## EXERCISE PROMPT
Go through the records underneath and write each one out again exactly.

┌──

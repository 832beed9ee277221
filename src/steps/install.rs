//! The ensure-vcs-client step
//!
//! Installs or upgrades the git client through the platform's package
//! manager. On Ubuntu everything goes through apt under sudo; on macOS the
//! step bootstraps Homebrew first when it is missing, which touches the shell
//! profile and therefore reports a reload-needed outcome.

use std::path::PathBuf;
use std::process::Command;

use super::{command_succeeds, run_logged};
use crate::error::Result;
use crate::merge::{self, MergeOutcome};
use crate::probe::{OsName, SystemProfile};
use crate::runner::StepOutcome;

const BREW_BOOTSTRAP_URL: &str =
    "https://raw.githubusercontent.com/Homebrew/install/HEAD/install.sh";

pub fn ensure_vcs_client(profile: &SystemProfile) -> Result<StepOutcome> {
    match profile.os {
        OsName::Ubuntu => ensure_on_ubuntu(profile),
        OsName::Macos => ensure_on_macos(profile),
    }
}

fn ensure_on_ubuntu(profile: &SystemProfile) -> Result<StepOutcome> {
    run_logged(apt(&["update"]))?;
    if profile.virtualized_guest {
        tracing::info!("virtualized guest, skipping full system upgrade");
    } else {
        run_logged(apt(&["-y", "upgrade"]))?;
    }
    run_logged(apt(&["-y", "install", "git"]))?;
    run_logged(apt(&["-y", "autoclean"]))?;
    Ok(StepOutcome::Success)
}

/// apt-get under sudo, kept non-interactive via the frontend override
fn apt(args: &[&str]) -> Command {
    let mut cmd = Command::new("sudo");
    cmd.arg("DEBIAN_FRONTEND=noninteractive").arg("apt-get");
    cmd.args(args);
    cmd
}

fn ensure_on_macos(profile: &SystemProfile) -> Result<StepOutcome> {
    let mut profile_touched = false;

    let brew = match which::which("brew") {
        Ok(path) => path,
        Err(_) => {
            bootstrap_homebrew()?;
            let prefix = brew_prefix(&profile.arch);
            let shellenv = shellenv_line(prefix);
            if merge::append_line_if_absent(&profile.profile_path, &shellenv)?
                == MergeOutcome::Changed
            {
                tracing::info!(path = %profile.profile_path.display(), "added brew shellenv to profile");
                profile_touched = true;
            }
            PathBuf::from(prefix).join("bin/brew")
        }
    };

    let mut probe = Command::new(&brew);
    probe.args(["list", "--versions", "git"]);
    if command_succeeds(probe) {
        let mut upgrade = Command::new(&brew);
        upgrade.args(["upgrade", "git"]);
        run_logged(upgrade)?;
    } else {
        let mut install = Command::new(&brew);
        install.args(["install", "git"]);
        run_logged(install)?;
    }

    Ok(if profile_touched {
        StepOutcome::SuccessNeedsReload
    } else {
        StepOutcome::Success
    })
}

/// One-time Homebrew bootstrap via the official install script
fn bootstrap_homebrew() -> Result<()> {
    let mut cmd = Command::new("/bin/bash");
    cmd.arg("-c")
        .arg(format!("curl -fsSL {BREW_BOOTSTRAP_URL} | /bin/bash"))
        .env("NONINTERACTIVE", "1");
    run_logged(cmd)
}

fn brew_prefix(arch: &str) -> &'static str {
    if arch == "arm64" {
        "/opt/homebrew"
    } else {
        "/usr/local"
    }
}

fn shellenv_line(prefix: &str) -> String {
    format!("eval \"$({prefix}/bin/brew shellenv)\"")
}

#[cfg(test)]
mod tests {
    use super::*;

    #[test]
    fn test_brew_prefix_by_arch() {
        assert_eq!(brew_prefix("arm64"), "/opt/homebrew");
        assert_eq!(brew_prefix("x86_64"), "/usr/local");
    }

    #[test]
    fn test_shellenv_line() {
        assert_eq!(
            shellenv_line("/opt/homebrew"),
            "eval \"$(/opt/homebrew/bin/brew shellenv)\""
        );
    }

    #[test]
    fn test_apt_runs_under_sudo_noninteractively() {
        let cmd = apt(&["-y", "install", "git"]);
        assert_eq!(
            super::super::render(&cmd),
            "sudo DEBIAN_FRONTEND=noninteractive apt-get -y install git"
        );
    }
}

└──

## TASK OUTPUT
repository 832beed9ee277221
filename src/steps/install.rs
//! The ensure-vcs-client step
//!
//! Installs or upgrades the git client through the platform's package
//! manager. On Ubuntu everything goes through apt under sudo; on macOS the
//! step bootstraps Homebrew first when it is missing, which touches the shell
//! profile and therefore reports a reload-needed outcome.

use std::path::PathBuf;
use std::process::Command;

use super::{command_succeeds, run_logged};
use crate::error::Result;
use crate::merge::{self, MergeOutcome};
use crate::probe::{OsName, SystemProfile};
use crate::runner::StepOutcome;

const BREW_BOOTSTRAP_URL: &str =
    "https://raw.githubusercontent.com/Homebrew/install/HEAD/install.sh";

pub fn ensure_vcs_client(profile: &SystemProfile) -> Result<StepOutcome> {
    match profile.os {
        OsName::Ubuntu => ensure_on_ubuntu(profile),
        OsName::Macos => ensure_on_macos(profile),
    }
}

fn ensure_on_ubuntu(profile: &SystemProfile) -> Result<StepOutcome> {
    run_logged(apt(&["update"]))?;
    if profile.virtualized_guest {
        tracing::info!("virtualized guest, skipping full system upgrade");
    } else {
        run_logged(apt(&["-y", "upgrade"]))?;
    }
    run_logged(apt(&["-y", "install", "git"]))?;
    run_logged(apt(&["-y", "autoclean"]))?;
    Ok(StepOutcome::Success)
}

/// apt-get under sudo, kept non-interactive via the frontend override
fn apt(args: &[&str]) -> Command {
    let mut cmd = Command::new("sudo");
    cmd.arg("DEBIAN_FRONTEND=noninteractive").arg("apt-get");
    cmd.args(args);
    cmd
}

fn ensure_on_macos(profile: &SystemProfile) -> Result<StepOutcome> {
    let mut profile_touched = false;

    let brew = match which::which("brew") {
        Ok(path) => path,
        Err(_) => {
            bootstrap_homebrew()?;
            let prefix = brew_prefix(&profile.arch);
            let shellenv = shellenv_line(prefix);
            if merge::append_line_if_absent(&profile.profile_path, &shellenv)?
                == MergeOutcome::Changed
            {
                tracing::info!(path = %profile.profile_path.display(), "added brew shellenv to profile");
                profile_touched = true;
            }
            PathBuf::from(prefix).join("bin/brew")
        }
    };

    let mut probe = Command::new(&brew);
    probe.args(["list", "--versions", "git"]);
    if command_succeeds(probe) {
        let mut upgrade = Command::new(&brew);
        upgrade.args(["upgrade", "git"]);
        run_logged(upgrade)?;
    } else {
        let mut install = Command::new(&brew);
        install.args(["install", "git"]);
        run_logged(install)?;
    }

    Ok(if profile_touched {
        StepOutcome::SuccessNeedsReload
    } else {
        StepOutcome::Success
    })
}

/// One-time Homebrew bootstrap via the official install script
fn bootstrap_homebrew() -> Result<()> {
    let mut cmd = Command::new("/bin/bash");
    cmd.arg("-c")
        .arg(format!("curl -fsSL {BREW_BOOTSTRAP_URL} | /bin/bash"))
        .env("NONINTERACTIVE", "1");
    run_logged(cmd)
}

fn brew_prefix(arch: &str) -> &'static str {
    if arch == "arm64" {
        "/opt/homebrew"
    } else {
        "/usr/local"
    }
}

fn shellenv_line(prefix: &str) -> String {
    format!("eval \"$({prefix}/bin/brew shellenv)\"")
}

#[cfg(test)]
mod tests {
    use super::*;

    #[test]
    fn test_brew_prefix_by_arch() {
        assert_eq!(brew_prefix("arm64"), "/opt/homebrew");
        assert_eq!(brew_prefix("x86_64"), "/usr/local");
    }

    #[test]
    fn test_shellenv_line() {
        assert_eq!(
            shellenv_line("/opt/homebrew"),
            "eval \"$(/opt/homebrew/bin/brew shellenv)\""
        );
    }

    #[test]
    fn test_apt_runs_under_sudo_noninteractively() {
        let cmd = apt(&["-y", "install", "git"]);
        assert_eq!(
            super::super::render(&cmd),
            "sudo DEBIAN_FRONTEND=noninteractive apt-get -y install git"
        );
    }
}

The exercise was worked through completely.